Wednesday, August 22, 2018
Adakah Keadilan Hukum bagi Meiliana?
Profesor Sumanto Al-Qurtuby dalam akun facebooknya memberikan kritikan pedas atas vonis janggal yang dijatuhkan pengadilan kepada Meiliana, berikut tulisannya:
Meiliana dihukum penjara hampir 2 tahun karena tuduhan penodaan agama itu sejatinya karena mengkritik azan yang hukumnya sunah dan si toa yang produk “kebudayaan kapir” itu. Ini kan luar biasa sekali. Maksudku, luar biasa dungu dan konyol
Banyak sekali kejadian atau peristiwa konyol di Indonesia. Banyak sekali putusan-putusan pengadilan yang penuh dengan kekonyolan di Tanah Air.
Kita masih ingat sekali kasus hukum “tragedi Surat Al-Maidah” yang menimpa Koh Ahok yang sangat menghebohkan itu.
Orang yang masih punya akal sehat dan waras hati nuraninya pasti akan mengatakan Ahok itu sama sekali tidak bersalah. Orang yang masih punya idealisme tinggi pasti akan membela Ahok karena memang ia tidak melakukan kesalahan.
Tapi apa yang terjadi?

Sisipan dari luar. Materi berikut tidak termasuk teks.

//! The factory floor: a fixed-size 2D array of optional buildings.
//!
//! Cells are stored flat in row-major order. Buildings never hold
//! references to each other; anything that needs a neighbor recomputes the
//! neighbor's position and asks the grid for it.

use crate::building::Building;
use serde::Serialize;

// ---------------------------------------------------------------------------
// Types
// ---------------------------------------------------------------------------

/// A cell coordinate. Row 0 is processed first.
#[derive(Debug, Clone, Copy, PartialEq, Eq, Hash, PartialOrd, Ord, Serialize)]
pub struct GridPosition {
    pub row: usize,
    pub col: usize,
}

impl GridPosition {
    pub fn new(row: usize, col: usize) -> Self {
        Self { row, col }
    }

    /// The adjacent cell in `dir`, or `None` if it would fall below zero.
    /// The upper bound is checked by [`Grid::neighbor`].
    pub fn step(self, dir: Direction) -> Option<GridPosition> {
        let (dr, dc) = dir.offset();
        let row = self.row.checked_add_signed(dr)?;
        let col = self.col.checked_add_signed(dc)?;
        Some(GridPosition { row, col })
    }
}

impl std::fmt::Display for GridPosition {
    fn fmt(&self, f: &mut std::fmt::Formatter<'_>) -> std::fmt::Result {
        write!(f, "({}, {})", self.row, self.col)
    }
}

/// Cardinal directions. East is increasing column, South increasing row.
#[derive(Debug, Clone, Copy, PartialEq, Eq, Hash, Default, Serialize)]
pub enum Direction {
    North,
    #[default]
    East,
    South,
    West,
}

impl Direction {
    /// All four cardinal directions.
    pub fn all() -> [Direction; 4] {
        [
            Direction::North,
            Direction::East,
            Direction::South,
            Direction::West,
        ]
    }

    /// (row, col) offset for this direction.
    pub fn offset(&self) -> (isize, isize) {
        match self {
            Direction::North => (-1, 0),
            Direction::East => (0, 1),
            Direction::South => (1, 0),
            Direction::West => (0, -1),
        }
    }

    pub fn opposite(self) -> Direction {
        match self {
            Direction::North => Direction::South,
            Direction::East => Direction::West,
            Direction::South => Direction::North,
            Direction::West => Direction::East,
        }
    }
}

/// Errors from cell-level grid operations.
#[derive(Debug, Clone, PartialEq, Eq, thiserror::Error)]
pub enum GridError {
    #[error("cell {0} is outside the grid")]
    OutOfBounds(GridPosition),
    #[error("cell {0} is occupied")]
    Occupied(GridPosition),
    #[error("cell {0} is empty")]
    Empty(GridPosition),
}

// ---------------------------------------------------------------------------
// Grid
// ---------------------------------------------------------------------------

/// Exclusive owner of every building in the simulation.
#[derive(Debug, Clone)]
pub struct Grid {
    rows: usize,
    cols: usize,
    cells: Vec<Option<Building>>,
}

impl Grid {
    pub fn new(rows: usize, cols: usize) -> Self {
        Self {
            rows,
            cols,
            cells: (0..rows * cols).map(|_| None).collect(),
        }
    }

    pub fn rows(&self) -> usize {
        self.rows
    }

    pub fn cols(&self) -> usize {
        self.cols
    }

    /// Total number of cells (occupied or not).
    pub fn len(&self) -> usize {
        self.cells.len()
    }

    pub fn is_empty(&self) -> bool {
        self.cells.is_empty()
    }

    pub fn in_bounds(&self, pos: GridPosition) -> bool {
        pos.row < self.rows && pos.col < self.cols
    }

    /// Row-major flat index of `pos`.
    pub fn index_of(&self, pos: GridPosition) -> Option<usize> {
        self.in_bounds(pos).then(|| pos.row * self.cols + pos.col)
    }

    /// The in-bounds neighbor of `pos` in `dir`.
    pub fn neighbor(&self, pos: GridPosition, dir: Direction) -> Option<GridPosition> {
        pos.step(dir).filter(|p| self.in_bounds(*p))
    }

    pub fn get(&self, pos: GridPosition) -> Option<&Building> {
        let idx = self.index_of(pos)?;
        self.cells[idx].as_ref()
    }

    pub fn get_mut(&mut self, pos: GridPosition) -> Option<&mut Building> {
        let idx = self.index_of(pos)?;
        self.cells[idx].as_mut()
    }

    pub fn is_occupied(&self, pos: GridPosition) -> bool {
        self.get(pos).is_some()
    }

    /// Put a building into an empty, in-bounds cell.
    pub fn insert(&mut self, building: Building) -> Result<(), GridError> {
        let pos = building.position();
        let idx = self.index_of(pos).ok_or(GridError::OutOfBounds(pos))?;
        if self.cells[idx].is_some() {
            return Err(GridError::Occupied(pos));
        }
        self.cells[idx] = Some(building);
        Ok(())
    }

    /// Take the building out of a cell, leaving it empty.
    pub fn remove(&mut self, pos: GridPosition) -> Result<Building, GridError> {
        let idx = self.index_of(pos).ok_or(GridError::OutOfBounds(pos))?;
        self.cells[idx].take().ok_or(GridError::Empty(pos))
    }

    /// Occupied cells in row-major order.
    pub fn buildings(&self) -> impl Iterator<Item = &Building> {
        self.cells.iter().flatten()
    }

    pub(crate) fn buildings_mut(&mut self) -> impl Iterator<Item = &mut Building> {
        self.cells.iter_mut().flatten()
    }

    /// Empty every cell, returning the evicted buildings in row-major order.
    pub(crate) fn clear(&mut self) -> Vec<Building> {
        self.cells.iter_mut().filter_map(Option::take).collect()
    }

    pub fn building_count(&self) -> usize {
        self.buildings().count()
    }

    /// Detach the building at a flat index so it can be ticked while the
    /// rest of the grid is borrowed mutably. Must be followed by
    /// [`Grid::restore`] at the same index.
    pub(crate) fn detach(&mut self, index: usize) -> Option<Building> {
        self.cells[index].take()
    }

    pub(crate) fn restore(&mut self, index: usize, building: Building) {
        debug_assert!(self.cells[index].is_none(), "restore into occupied cell {index}");
        self.cells[index] = Some(building);
    }
}
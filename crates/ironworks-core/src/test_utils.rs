//! Shared test helpers for integration tests and benchmarks.
//!
//! Gated behind `#[cfg(any(test, feature = "test-utils"))]`.

use crate::building::BuildingKind;
use crate::engine::Engine;
use crate::fixed::{Fixed64, Money, f64_to_fixed64};
use crate::grid::Direction;
use crate::resource::ResourceKind;

// ===========================================================================
// Fixed-point helper
// ===========================================================================

pub fn fixed(v: f64) -> Fixed64 {
    f64_to_fixed64(v)
}

// ===========================================================================
// Engine builders
// ===========================================================================

/// A single-row engine.
pub fn row_engine(cols: usize, balance: Money) -> Engine {
    Engine::with_grid(1, cols, balance)
}

/// Place `kinds` left to right on `row`, conveyors facing `facing`.
/// Panics if any placement fails.
pub fn place_row(engine: &mut Engine, row: usize, kinds: &[BuildingKind], facing: Direction) {
    for (col, kind) in kinds.iter().enumerate() {
        engine
            .place_facing(row, col, *kind, facing)
            .unwrap_or_else(|e| panic!("placing {kind} at ({row}, {col}): {e}"));
    }
}

/// Mine, then `belts` East-facing conveyors, then a market.
pub fn mine_to_market(belts: usize, balance: Money) -> Engine {
    let mut kinds = vec![BuildingKind::Mine];
    kinds.extend(std::iter::repeat_n(BuildingKind::Conveyor, belts));
    kinds.push(BuildingKind::Market);
    let mut engine = row_engine(kinds.len(), balance);
    place_row(&mut engine, 0, &kinds, Direction::East);
    engine
}

// ===========================================================================
// Inspection
// ===========================================================================

/// Every unit currently on the grid, in any slot of any building.
pub fn items_on_grid(engine: &Engine) -> Vec<ResourceKind> {
    engine
        .grid()
        .buildings()
        .flat_map(|b| b.held_items())
        .collect()
}

/// The carried item of each cell on `row`, `None` for empty cells too.
pub fn row_items(engine: &Engine, row: usize) -> Vec<Option<ResourceKind>> {
    (0..engine.grid().cols())
        .map(|col| engine.snapshot(row, col).and_then(|v| v.item))
        .collect()
}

Ahok divonis salah melakukan “penodaan agama” dan dihukum penjara. Sebuah ironi lembaga peradilan yang luar biasa. Sebuah tontonan peristiwa hukum yang penuh kekonyolan dan dagelan.
Padahal, berpuluh-puluh saksi ahli dihadirkan, berbagai ulama, ahli hukum Islam, dan ahli tafsir Al-Qur’an ternama dihadirkan sebagai saksi di persidangan, baik ahli dari dalam negeri maupun Luar Negeri, baik ulama Nusantara maupun ulama Arab, tetapi sia-sia belaka. Tak ada gunanya sama sekali. Muspro-njepro.
Tak ada gunanya para saksi ahli yang hebat-hebat itu kalau para pengambil keputusan dan pemegang palunya kupingnya budeg, hatinya macet, akal sehatnya mampet, apalagi ditambah dengan mental pengecut dan tuna-idealisme.
Ahok adalah korban dari persekongkolan jahat para politisi busuk, konglomerat rakus, dan tokoh agama bodong.
Saya lihat sudah berkali-kali lembaga peradilan di Indonesia melakukan putusan-putusan hukum yang sangat konyol.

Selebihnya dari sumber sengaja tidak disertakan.